John Turberville Needham dedicated himself to the Roman Catholic religion and was ordained in 1738. Much of his life thereafter, however, was devoted to the natural sciences. Stimulated by his readings of 'animacules', the term for microbes at that time, he studied in London and Paris from 1746 to 1749. Needham became a vocal proponent of the theories of spontaneous generation (life arising from inorganic matter) and vitalism (life operating outside the laws of chemistry and physics).

Needham performed experiments on spontaneous generation in mutton broth and hay infusions. To see if organisms came from the outside or were generated from within the fluid, he heated flasks of broth and then corked them tightly.

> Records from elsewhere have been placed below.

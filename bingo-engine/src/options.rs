use anyhow::{Context, Result};
use serde::{Deserialize, Deserializer, Serialize};

use bingo_db::models::{Round, NUMBER_RANGE_MAX};

pub const MIN_POOL_SIZE: usize = 6;
pub const MIN_TEMPERATURE: f64 = 0.1;

/// Options accepted by the prediction orchestrator. Every field is optional on
/// the wire; missing ones take the defaults below.
#[derive(Debug, Clone, PartialEq, Serialize, Deserialize)]
#[serde(rename_all = "camelCase", default)]
pub struct PredictOptions {
    #[serde(deserialize_with = "de_range_max")]
    pub number_range_max: u8,
    #[serde(deserialize_with = "de_count")]
    pub set_count: usize,
    #[serde(deserialize_with = "de_count")]
    pub numbers_per_set: usize,
    pub include_bonus: bool,
    #[serde(deserialize_with = "de_count")]
    pub non_exposed_rounds: usize,
    #[serde(deserialize_with = "de_count")]
    pub min_non_exposed_count: usize,
    #[serde(deserialize_with = "de_count")]
    pub candidate_pool_size: usize,
    #[serde(deserialize_with = "de_count")]
    pub k_setting: usize,
    #[serde(deserialize_with = "de_count")]
    pub history_rounds: usize,
    pub chi_square_weighting: bool,
    pub central_interval_weighting: bool,
    pub temperature: f64,
    pub recency_boost: f64,
    pub recency_damp: f64,
    pub seed: Option<u64>,
    pub history_is_newest_first: bool,
    pub round_field: String,
    #[serde(deserialize_with = "de_round_id")]
    pub target_round: Option<i64>,
    pub exclude_current_from_window: bool,
    pub use_windowed_history: bool,
    pub strict_diversify: bool,
    #[serde(skip_serializing)]
    pub history: Vec<Round>,
}

impl Default for PredictOptions {
    fn default() -> Self {
        Self {
            number_range_max: NUMBER_RANGE_MAX,
            set_count: 5,
            numbers_per_set: 6,
            include_bonus: false,
            non_exposed_rounds: 8,
            min_non_exposed_count: 0,
            candidate_pool_size: 12,
            k_setting: 7,
            history_rounds: 30,
            chi_square_weighting: true,
            central_interval_weighting: true,
            temperature: 1.0,
            recency_boost: 1.2,
            recency_damp: 0.9,
            seed: None,
            history_is_newest_first: true,
            round_field: "round".to_string(),
            target_round: None,
            exclude_current_from_window: true,
            use_windowed_history: true,
            strict_diversify: false,
            history: Vec::new(),
        }
    }
}

impl PredictOptions {
    /// Parses a request body. Wrong types (text where a number is expected,
    /// an object where the history array is expected) are reported here.
    pub fn from_json(body: &str) -> Result<Self> {
        serde_json::from_str(body).context("Invalid prediction options")
    }

    /// Copy with every degenerate value clamped to something usable.
    pub fn resolved(&self) -> Self {
        let mut opts = self.clone();
        opts.number_range_max = opts.number_range_max.max(1);
        opts.candidate_pool_size = opts.effective_pool_size();
        opts.temperature = opts.effective_temperature();
        if !opts.recency_boost.is_finite() || opts.recency_boost <= 0.0 {
            opts.recency_boost = 1.2;
        }
        if !opts.recency_damp.is_finite() || opts.recency_damp <= 0.0 {
            opts.recency_damp = 0.9;
        }
        opts
    }

    pub fn effective_pool_size(&self) -> usize {
        self.candidate_pool_size
            .max(MIN_POOL_SIZE)
            .min(self.number_range_max as usize)
    }

    pub fn effective_temperature(&self) -> f64 {
        if self.temperature.is_finite() {
            self.temperature.max(MIN_TEMPERATURE)
        } else {
            1.0
        }
    }

    /// Shared-number count from which two sets count as too similar.
    pub fn overlap_threshold(&self) -> usize {
        if self.k_setting == 10 { 4 } else { 3 }
    }
}

fn de_count<'de, D: Deserializer<'de>>(d: D) -> Result<usize, D::Error> {
    let v = f64::deserialize(d)?;
    Ok(v.max(0.0) as usize)
}

fn de_range_max<'de, D: Deserializer<'de>>(d: D) -> Result<u8, D::Error> {
    let v = f64::deserialize(d)?;
    Ok(v.clamp(1.0, u8::MAX as f64) as u8)
}

#[derive(Deserialize)]
#[serde(untagged)]
enum RoundId {
    Number(f64),
    Text(String),
}

fn de_round_id<'de, D: Deserializer<'de>>(d: D) -> Result<Option<i64>, D::Error> {
    let id = Option::<RoundId>::deserialize(d)?;
    Ok(match id {
        Some(RoundId::Number(n)) if n.is_finite() && n.fract() == 0.0 => Some(n as i64),
        Some(RoundId::Number(_)) => None,
        Some(RoundId::Text(s)) => s.trim().parse().ok(),
        None => None,
    })
}

#[cfg(test)]
mod tests {
    use super::*;

    #[test]
    fn test_defaults() {
        let opts = PredictOptions::default();
        assert_eq!(opts.number_range_max, 45);
        assert_eq!(opts.set_count, 5);
        assert_eq!(opts.candidate_pool_size, 12);
        assert_eq!(opts.round_field, "round");
        assert!(opts.exclude_current_from_window);
        assert!(opts.seed.is_none());
    }

    #[test]
    fn test_from_json_merges_over_defaults() {
        let opts = PredictOptions::from_json(r#"{"setCount": 3, "seed": 42, "targetRound": "120"}"#).unwrap();
        assert_eq!(opts.set_count, 3);
        assert_eq!(opts.seed, Some(42));
        assert_eq!(opts.target_round, Some(120));
        assert_eq!(opts.numbers_per_set, 6);
        assert_eq!(opts.history_rounds, 30);
    }

    #[test]
    fn test_from_json_rejects_wrong_types() {
        assert!(PredictOptions::from_json(r#"{"setCount": "five"}"#).is_err());
        assert!(PredictOptions::from_json(r#"{"history": {"seq": 1}}"#).is_err());
        assert!(PredictOptions::from_json(r#"{"history": [{"seq": 1, "no1": "7"}]}"#).is_err());
    }

    #[test]
    fn test_negative_counts_saturate() {
        let opts = PredictOptions::from_json(r#"{"nonExposedRounds": -3, "minNonExposedCount": -1}"#).unwrap();
        assert_eq!(opts.non_exposed_rounds, 0);
        assert_eq!(opts.min_non_exposed_count, 0);
    }

    #[test]
    fn test_whole_float_counts_accepted() {
        let opts = PredictOptions::from_json(
            r#"{"historyRounds": 30.0, "setCount": 2.0, "numberRangeMax": 45.0, "targetRound": 120.0}"#,
        )
        .unwrap();
        assert_eq!(opts.history_rounds, 30);
        assert_eq!(opts.set_count, 2);
        assert_eq!(opts.number_range_max, 45);
        assert_eq!(opts.target_round, Some(120));
    }

    #[test]
    fn test_history_row_out_of_range_is_kept() {
        let opts = PredictOptions::from_json(
            r#"{"history": [{"seq": 3, "no1": 0, "no2": -4, "no3": 300, "no4": 10, "no5": 11, "no6": 12}]}"#,
        )
        .unwrap();
        assert_eq!(opts.history.len(), 1);
        assert_eq!(opts.history[0].main_numbers().collect::<Vec<_>>(), vec![0, 10, 11, 12]);
    }

    #[test]
    fn test_resolved_clamps() {
        let opts = PredictOptions {
            candidate_pool_size: 2,
            temperature: 0.01,
            ..Default::default()
        }
        .resolved();
        assert_eq!(opts.candidate_pool_size, 6);
        assert!((opts.temperature - 0.1).abs() < 1e-12);

        let opts = PredictOptions { candidate_pool_size: 99, ..Default::default() }.resolved();
        assert_eq!(opts.candidate_pool_size, 45);

        let opts = PredictOptions { number_range_max: 20, candidate_pool_size: 30, ..Default::default() }.resolved();
        assert_eq!(opts.candidate_pool_size, 20);

        let opts = PredictOptions { recency_boost: f64::NAN, recency_damp: -0.5, ..Default::default() }.resolved();
        assert!((opts.recency_boost - 1.2).abs() < 1e-12);
        assert!((opts.recency_damp - 0.9).abs() < 1e-12);

        let opts = PredictOptions { recency_boost: 0.0, recency_damp: f64::INFINITY, ..Default::default() }.resolved();
        assert!((opts.recency_boost - 1.2).abs() < 1e-12);
        assert!((opts.recency_damp - 0.9).abs() < 1e-12);

        let opts = PredictOptions { recency_boost: 1.5, recency_damp: 0.7, ..Default::default() }.resolved();
        assert!((opts.recency_boost - 1.5).abs() < 1e-12);
        assert!((opts.recency_damp - 0.7).abs() < 1e-12);
    }

    #[test]
    fn test_overlap_threshold() {
        assert_eq!(PredictOptions::default().overlap_threshold(), 3);
        let opts = PredictOptions { k_setting: 10, ..Default::default() };
        assert_eq!(opts.overlap_threshold(), 4);
    }

    #[test]
    fn test_history_not_echoed() {
        let opts = PredictOptions {
            history: vec![Round::new(1, [1, 2, 3, 4, 5, 6], None)],
            ..Default::default()
        };
        let json = serde_json::to_value(&opts).unwrap();
        assert!(json.get("history").is_none());
        assert_eq!(json["candidatePoolSize"], 12);
    }
}
use anyhow::{Context, Result};
use serde::Serialize;
use tracing::{debug, warn};

use bingo_db::db::RoundStore;
use bingo_db::models::Round;

use crate::diversify::diversify;
use crate::options::PredictOptions;
use crate::pool::build_pool;
use crate::sampler::{make_rng, sample_set, PredictedSet};
use crate::window::{select_window, WindowInfo};

#[derive(Debug, Clone, Serialize)]
#[serde(rename_all = "camelCase")]
pub struct Prediction {
    /// Options as actually applied, defaults and clamps included.
    pub options: PredictOptions,
    pub window_info: WindowInfo,
    pub sets: Vec<PredictedSet>,
    pub candidate_pool: Vec<u8>,
}

/// Runs window selection, pool building, `set_count` draws and the
/// diversifier over `options.history`.
///
/// One generator serves every draw of a call, so a fixed `seed` reproduces
/// the whole result.
pub fn generate_predictions(options: &PredictOptions) -> Prediction {
    let opts = options.resolved();
    let (window, window_info) = select_window(&opts.history, &opts);
    let built = build_pool(&window, &opts);

    let mut rng = make_rng(opts.seed);
    let sets: Vec<PredictedSet> = (0..opts.set_count)
        .map(|_| sample_set(&built.pool, &built.weights, &window, &opts, &mut rng))
        .collect();
    let sets = diversify(sets, opts.overlap_threshold(), opts.strict_diversify);

    debug!(sets = sets.len(), window = window.len(), "predictions generated");

    Prediction {
        options: opts,
        window_info,
        sets,
        candidate_pool: built.pool,
    }
}

/// Same as [`generate_predictions`], loading the history from `store` when the
/// caller did not supply any.
///
/// Enough newest-first rounds are fetched to reach the target round and still
/// fill the window; a target the store does not know is dropped so the window
/// anchors on the most recent round.
pub fn generate_predictions_from_store(
    store: &dyn RoundStore,
    options: &PredictOptions,
) -> Result<Prediction> {
    if !options.history.is_empty() {
        return Ok(generate_predictions(options));
    }

    let mut opts = options.clone();
    opts.round_field = "seq".to_string();
    opts.history_is_newest_first = true;

    let latest = store
        .recent_rounds(1)
        .context("Cannot read the latest round")?
        .first()
        .map(|r| r.seq);
    let Some(latest) = latest else {
        warn!("no rounds stored, predicting from an empty history");
        return Ok(generate_predictions(&opts));
    };

    let target = match opts.target_round {
        Some(t) => {
            let known = match u32::try_from(t) {
                Ok(seq) => store.round_by_seq(seq)?.map(|r| r.seq),
                Err(_) => None,
            };
            if known.is_none() {
                warn!(target = t, latest, "unknown target round, anchoring on the latest round");
            }
            known
        }
        None => None,
    };
    opts.target_round = target.map(i64::from);

    opts.history = load_history(store, &opts, latest, target)?;

    debug!(latest, ?target, fetched = opts.history.len(), "history loaded from store");

    Ok(generate_predictions(&opts))
}

/// Newest-first rounds for the store-backed variant. With `use_windowed_history`
/// off nothing downstream cuts a window, so the rounds before the anchor are
/// sliced out here.
fn load_history(
    store: &dyn RoundStore,
    opts: &PredictOptions,
    latest: u32,
    target: Option<u32>,
) -> Result<Vec<Round>> {
    let offset = target.map_or(0, |t| latest.saturating_sub(t)) as usize;
    let take = opts.history_rounds.max(opts.non_exposed_rounds + 1);
    let limit = offset + 1 + take;
    let fetch = u32::try_from(limit).unwrap_or(u32::MAX);
    let rows = store
        .recent_rounds(fetch)
        .with_context(|| format!("Cannot load {} rounds of history", fetch))?;

    if opts.use_windowed_history {
        return Ok(rows);
    }
    let skip = offset + usize::from(target.is_some() && opts.exclude_current_from_window);
    Ok(rows.into_iter().skip(skip).take(take).collect())
}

Needham's observations of the appearance of microorganisms shortly after the fluid cooled were taken as evidence supportive of spontaneous generation. He published his observations and interpretations in 1748 in a work entitled Observations upon the Generation, Composition, and Decomposition of Animal and Vegetable Substances. However, performance of more careful experiments by the Italian biologist Lazzaro Spallanzani (1729-1799) and French biologist, astronomer, and mathematician Pierre-Louis Moreau de Maupertuis (1698-1759), helped refute the theory of spontaneous generation. Maupertuis and Spallanzani ensured in similar experiments that the boiling process was complete, thereby eliminating all the microorganisms initially present in the flask. Maupertuis' observations were published in 1751, as Systême de la nature.

In 1767, Needham retired to the English seminary at Paris to pursue his scientific passions. He continued to serve as the director of the Imperial Academy in Brussels until the year before his death in 1781.